Surname Density UK 2001

Cumberbatch Density UK 2001

By 2001 little has changed. Stoke on Trent in Staffordshire has 10 times the national average. Daventry in Northamptonshire has 8 times and parts of Lancashire and Cheshire have 7 times.

Inner London was treated separately as London has a large population. As David Hey in his Family Names and Family History p.140 explains: "Commonwealth immigrants who have arrived since the 1950s can be even more difficult to identify in this way [distribution by telephone numbers], for many came with English surnames. Some of the bearers of distinctive surnames derived from English villages and hamlets turn out to be descendants of African slaves who were shipped to the West Indies and given the name of a slave owner whose family originated in England. For example, Comberbatch (sic) [he means Cumberbatch], a surname which is derived from a village in Cheshire, is a very common name in Barbados and has been reintroduced into England by West Indian immigrants.....As immigrants tend to cluster together, some of their distinctive surnames are now confined to particular localities in Britain."

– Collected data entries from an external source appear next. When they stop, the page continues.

use nalgebra::{DMatrix, DVector};
use serde::{Deserialize, Serialize};
use tracing::{debug, instrument, trace, warn};

use crate::error::SolverError;
use crate::jacobian::{FiniteDifference, JacobianProvider};
use crate::linalg;

/// Result of a converged position solve.
#[derive(Debug, Clone, PartialEq)]
pub struct SolverResult {
    pub iterations: usize,
    pub final_residual: f64,
    pub params: Vec<f64>,
}

/// Numeric settings for the position and rate solves.
#[derive(Debug, Clone, PartialEq, Serialize, Deserialize)]
pub struct SolverConfig {
    pub max_iterations: usize,
    /// Residual 2-norm at or below which the position solve has converged.
    pub tolerance: f64,
    /// Relative step norm below which Newton is considered stalled.
    pub step_tolerance: f64,
    /// Halvings of the Newton step tried once the damped retry has failed.
    pub line_search_steps: usize,
    /// Reciprocal condition below which a Jacobian counts as singular.
    pub singularity_tolerance: f64,
    /// Damping for the fallback step taken when the Newton Jacobian is
    /// singular or a Newton step is rejected.
    pub lambda_initial: f64,
    pub lambda_factor: f64,
    /// Floor the damping relaxes to after accepted steps.
    pub lambda_min: f64,
    /// Damping past which a rejected step gives up as stalled.
    pub lambda_max: f64,
    pub difference: FiniteDifference,
}

impl Default for SolverConfig {
    fn default() -> Self {
        Self {
            max_iterations: 50,
            tolerance: 1e-10,
            step_tolerance: 1e-14,
            line_search_steps: 12,
            singularity_tolerance: 1e-12,
            lambda_initial: 1e-3,
            lambda_factor: 10.0,
            lambda_min: 1e-15,
            lambda_max: 1e12,
            difference: FiniteDifference::default(),
        }
    }
}

impl SolverConfig {
    /// Tighter residual tolerance and a larger iteration budget.
    pub fn strict() -> Self {
        Self {
            max_iterations: 100,
            tolerance: 1e-12,
            ..Self::default()
        }
    }

    /// For poorly scaled mechanisms where a 1e-10 residual is out of reach.
    pub fn relaxed() -> Self {
        Self {
            max_iterations: 200,
            tolerance: 1e-8,
            singularity_tolerance: 1e-14,
            ..Self::default()
        }
    }
}

/// Newton-Raphson solve of `residual(u) = 0` starting from `guess`.
///
/// Each iteration solves `J · Δu = −F(u)` and takes the full step if it
/// lowers the residual norm. A singular `J` or a rejected step falls back to
/// damped (Levenberg-Marquardt) steps with growing λ, then to halving the
/// Newton step. Fails when the iteration cap is hit or nothing lowers the
/// residual once λ passes `lambda_max`.
pub fn solve_position<F>(
    residual: F,
    guess: &[f64],
    config: &SolverConfig,
    jacobian: &dyn JacobianProvider,
) -> Result<SolverResult, SolverError>
where
    F: FnMut(&[f64]) -> Result<DVector<f64>, SolverError>,
{
    solve_position_scaled(residual, guess, config, jacobian, 1.0)
}

/// [`solve_position`] for residuals measured in lengths of order
/// `length_scale`.
///
/// A residual at or below `tolerance` always converges. Once the step norm
/// falls below `step_tolerance`, or no step lowers the residual any more, a
/// residual within `tolerance · max(1, length_scale)` also counts as
/// converged; anything larger is a least-squares minimum and stalls.
#[instrument(skip_all, fields(unknowns = guess.len(), length_scale = length_scale))]
pub fn solve_position_scaled<F>(
    mut residual: F,
    guess: &[f64],
    config: &SolverConfig,
    jacobian: &dyn JacobianProvider,
    length_scale: f64,
) -> Result<SolverResult, SolverError>
where
    F: FnMut(&[f64]) -> Result<DVector<f64>, SolverError>,
{
    let floor = config.tolerance * length_scale.max(1.0);
    let mut params = DVector::from_column_slice(guess);
    let mut r = residual(params.as_slice())?;
    let mut lambda = config.lambda_initial;

    for iteration in 0..config.max_iterations {
        let norm = r.norm();
        if norm <= config.tolerance {
            debug!(iterations = iteration, residual = norm, "position solve converged");
            return Ok(converged(iteration, norm, &params));
        }

        let jac = jacobian.jacobian(&mut residual, params.as_slice(), &r)?;
        let stalled = SolverError::Stalled {
            iterations: iteration,
            residual: norm,
        };
        let step = match linalg::solve_square(&jac, &-&r, config.singularity_tolerance) {
            Ok(step) => {
                lambda = (lambda / config.lambda_factor).max(config.lambda_min);
                step
            }
            Err(SolverError::Singular {
                reciprocal_condition,
            }) => {
                warn!(
                    iteration,
                    reciprocal_condition, lambda, "singular newton jacobian, taking damped step"
                );
                let step = linalg::damped_step(&jac, &r, lambda).ok_or(stalled.clone())?;
                lambda *= config.lambda_factor;
                step
            }
            Err(e) => return Err(e),
        };

        let accepted = if step.norm() <= config.step_tolerance * (1.0 + params.norm()) {
            None
        } else if let Some(found) = line_search(&mut residual, &params, &step, norm, 1.0, 0)? {
            Some(found)
        } else {
            debug!(iteration, residual = norm, lambda, "newton step rejected, retrying damped");
            match damped_search(&mut residual, &params, &jac, &r, &mut lambda, config)? {
                Some(found) => Some(found),
                None if config.line_search_steps > 0 => line_search(
                    &mut residual,
                    &params,
                    &step,
                    norm,
                    0.5,
                    config.line_search_steps - 1,
                )?,
                None => None,
            }
        };

        let Some((next, next_r)) = accepted else {
            if norm <= floor {
                debug!(
                    iterations = iteration,
                    residual = norm,
                    length_scale,
                    "residual at floating-point floor, position solve converged"
                );
                return Ok(converged(iteration, norm, &params));
            }
            return Err(stalled);
        };

        trace!(iteration, residual = next_r.norm(), "newton step");
        params = next;
        r = next_r;
    }

    let final_residual = r.norm();
    if final_residual <= floor {
        Ok(converged(config.max_iterations, final_residual, &params))
    } else {
        Err(SolverError::DidNotConverge {
            max_iterations: config.max_iterations,
            residual: final_residual,
        })
    }
}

Whilst slave naming patterns are not the subject here he does raise a point regarding immigrants. The UK National Archives website 'Moving Here' includes a sample of immigrants ariving at UK ports between 1950 and 1960. In this sample 43 Cumberbatchs are mentioned and 33 (77%) are destined for London. The 'clustering' Hey mentions may be identified in the above mentioned Inner London boroughs, which may well be due to immigrants from Barbados. 'Moving Here' explains why and how:
"A minority [of Caribbeans] were recruited and subsidised by London Transport or by the hospitals of the new Health Service, but the majority came of their own accord, paying fares of up to £85, for ship cabins they typically shared with half a dozen other travellers. At the lower price range, conditions were worse, and cabin accommodation could be shared among a score of passengers."